Pernah dalam suatu percakapan tentang
suasana kerja, Takahashi menggambarkan bagaimana terkadang sulitnya
menjauhi budaya minuman sake di lingkungan tempat kerjanya. Di Jepang,
suasana keakraban hubungan antara atasan dan bawahan atau teman bekerja
memang ditunjukkan dengan saling memberikan minuman sake ke gelas
masing-masing.
Dalam kondisi hidup ber-Islam yang sulit,
Takahashi ternyata terus melakukan dakwah kepada ibunya. Beberapa
bulan kemudian akhirnya ibunya pun menjadi muallaf dengan nama Qonita,
nama pilihan Takahashi sendiri buat ibu yang dia cintainya. Sampai saat
ini, bagaimana dia mendapatkan nama itu, tidak ada seorang pun yang
tahu, kecuali Takahashi.
Beberapa bulan berlalu, pertemuan kecil-kecilan berlangsung …terlontar dari mulutnya suatu kalimat.
“Watashi ha kekkon simasu (Saya mau menikah)….”, ujarnya.
Dengan proses yang panjang, akhirnya dia
mendapatkan jodohnya, wanita Jepang yang cantik, yang dia Islamkan
sebelumnya. Setahun kemudian, suatu hari Takahashi datang ke rumah
Muhammad dengan istrinya yang berkerudung, ikut serta juga buah hati
mereka yang telah hadir di dunia ini.
Pada suatu hari, iseng-iseng Muhammad bertanya kepada Takahashi, “Apa yang menyebabkan Takahashi lebih tertarik dengan Islam?”
“Sebenarnya saya belajar juga Kristen, Budha dan Todoku (Agama moral) selain Islam,” Takahashi menjelaskan.
“Masih ingat dengan telepon kita dulu? Waktu pertama kali aku telepon ke Muhammad beberapa bulan dulu”, sambungnya.
“Iya ingat sekali”, jawab Muhammad.
“Kita waktu itu membuat perjanjian untuk bertemu di suatu tempat bukan?”, tanya Takahashi.
“Iya benar sekali”, sambung Muhammad lagi sambil mengingat-ingat kejadian saat itu.

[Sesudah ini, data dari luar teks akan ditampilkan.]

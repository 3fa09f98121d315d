//! Built-in extension functions available to `dynamic` mappings.

use crate::transform_registry::{ExtensionArgs, ExtensionError, ExtensionRegistry};

pub fn register_builtins(registry: &mut ExtensionRegistry) {
    registry.register("text", "upper", upper);
    registry.register("text", "lower", lower);
    registry.register("text", "trim", trim);
    registry.register("cvss", "severity", cvss_severity);
}

fn upper(args: &ExtensionArgs<'_>) -> Result<String, ExtensionError> {
    Ok(args.cell_value.to_uppercase())
}

fn lower(args: &ExtensionArgs<'_>) -> Result<String, ExtensionError> {
    Ok(args.cell_value.to_lowercase())
}

fn trim(args: &ExtensionArgs<'_>) -> Result<String, ExtensionError> {
    Ok(args.cell_value.trim().to_string())
}

/// Qualitative rating of a CVSS v3 base score. Empty when the cell is not a
/// score in `0.0..=10.0`.
fn cvss_severity(args: &ExtensionArgs<'_>) -> Result<String, ExtensionError> {
    let score = match args.cell_value.trim().parse::<f64>() {
        Ok(score) if (0.0..=10.0).contains(&score) => score,
        _ => return Ok(String::new()),
    };

    let rating = if score >= 9.0 {
        "Critical"
    } else if score >= 7.0 {
        "High"
    } else if score >= 4.0 {
        "Medium"
    } else if score > 0.0 {
        "Low"
    } else {
        "None"
    };

    Ok(rating.to_string())
}

#[cfg(test)]
mod tests {
    use super::*;
    use crate::mapping::{FieldMapping, GlobalOptions, ProcessKind};
    use crate::record::Row;

    fn run(identifier: &str, cell: &str) -> String {
        let registry = ExtensionRegistry::with_builtins();
        let row = Row::new();
        let mapping = FieldMapping::new("Score", "severity", ProcessKind::Dynamic);
        let options = GlobalOptions::default();
        let args = ExtensionArgs {
            cell_value: cell,
            column: "Score",
            row: &row,
            mapping: &mapping,
            options: &options,
        };
        registry.call(identifier, &args).unwrap()
    }

    #[test]
    fn test_cvss_severity_bands() {
        assert_eq!(run("cvss.severity", "9.8"), "Critical");
        assert_eq!(run("cvss.severity", "7.0"), "High");
        assert_eq!(run("cvss.severity", " 5.3 "), "Medium");
        assert_eq!(run("cvss.severity", "0.1"), "Low");
        assert_eq!(run("cvss.severity", "0"), "None");
    }

    #[test]
    fn test_cvss_severity_rejects_non_scores() {
        assert_eq!(run("cvss.severity", "high"), "");
        assert_eq!(run("cvss.severity", "11"), "");
    }

    #[test]
    fn test_text_builtins() {
        assert_eq!(run("text.upper", "sql injection"), "SQL INJECTION");
        assert_eq!(run("text.lower", "XSS"), "xss");
        assert_eq!(run("text.trim", "  CSRF "), "CSRF");
    }
}
//! # Sheetmap: Declarative Spreadsheet Import
//!
//! Sheetmap imports spreadsheet rows into a record store by applying a
//! per-field mapping configuration. Each mapping names a source column, a
//! destination field and a transformation strategy.
//!
//! ## Features
//!
//! - **Mapping documents**: JSON arrays of field rules, validated up front
//! - **Six strategies**: `copy`, `date`, `lookup`, `choice`, `dynamic`, `mergeFields`
//! - **Extension registry**: named Rust functions for the `dynamic` strategy
//! - **Partial-failure tolerance**: bad cells resolve to empty values with a
//!   diagnostic; configuration errors abort the run
//! - **Injected collaborators**: storage, attachments and row extraction are
//!   traits, with an in-memory implementation for tests and the CLI
//!
//! ## Example
//!
//! ```json
//! [
//!   { "label": "Severity", "destinationField": "severity", "process": "choice",
//!     "lookupTable": "sys_choice", "lookupQuery": "name=finding^value=$1" },
//!   { "label": "Found On", "destinationField": "found_date", "process": "date" },
//!   { "label": "CVSS", "destinationField": "risk_rating", "process": "dynamic",
//!     "scriptExtension": "cvss.severity" },
//!   { "label": "Tester", "destinationField": "tester", "process": "mergeFields",
//!     "fieldsToMerge": ["First", "Last"] }
//! ]
//! ```

// Core modules
pub mod error;
pub mod mapping;
pub mod record;
pub mod transform_registry;
pub mod extensions;
pub mod serialization;

// Import runtime
pub mod runtime;

// In-memory collaborators and workspace loading
pub mod memory_store;
pub mod config_loader;

// Re-export key types
pub use error::{ImportError, StoreError};
pub use mapping::{FieldMapping, GlobalOptions, MalformedSpecError, MappingSpec, ProcessKind};
pub use record::{FieldValue, ResolvedRecord, Row, ValueKind};
pub use transform_registry::{ExtensionArgs, ExtensionError, ExtensionFn, ExtensionRegistry};

// Re-export runtime types
pub use runtime::{
    Collaborators, FieldResolver, ImportConfig, ImportOrchestrator, ImportOutcome,
    RequestContext, RowValidator, RunContext, RunLog,
};

pub use memory_store::{Attachment, CreatedRecord, MemoryStore, StoredRecord};
pub use config_loader::{load_workspace, Workspace};
pub use serialization::NdjsonWriter;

“Saya sungguh ingin mantap dengan
Islam, karena Muhammad datang 5 menit lebih dulu dari pada waktu yang
kita janjikan, dan Muhammad datang terlebih dahulu dari pada aku.
Muhammad pun menungguku waktu itu”, jawab Takahashi beruntun.
“Karena itu aku yakin, aku akan bersama dengan orang-orang yang akan memberikan kebaikan”, sambungnya lagi.
Jawaban Takahashi membuat Muhammad tertegun, Astaghfirullah sudah berapa kali menit-menitku terbuang percuma, gumam Muhammad.
Begitu besar makna waktu 5 menit saat itu
untuk sebuah hidayah dari Allah SWT. Subhanallah, 5 menit selalu kita
lalui dengan hal yang sama, akan tetapi 5 menit waktu itu sungguh
sangat berharga sekali bagi Takahashi.
Bagaimana dengan 5 menit yang terlewat barusan, milik Anda?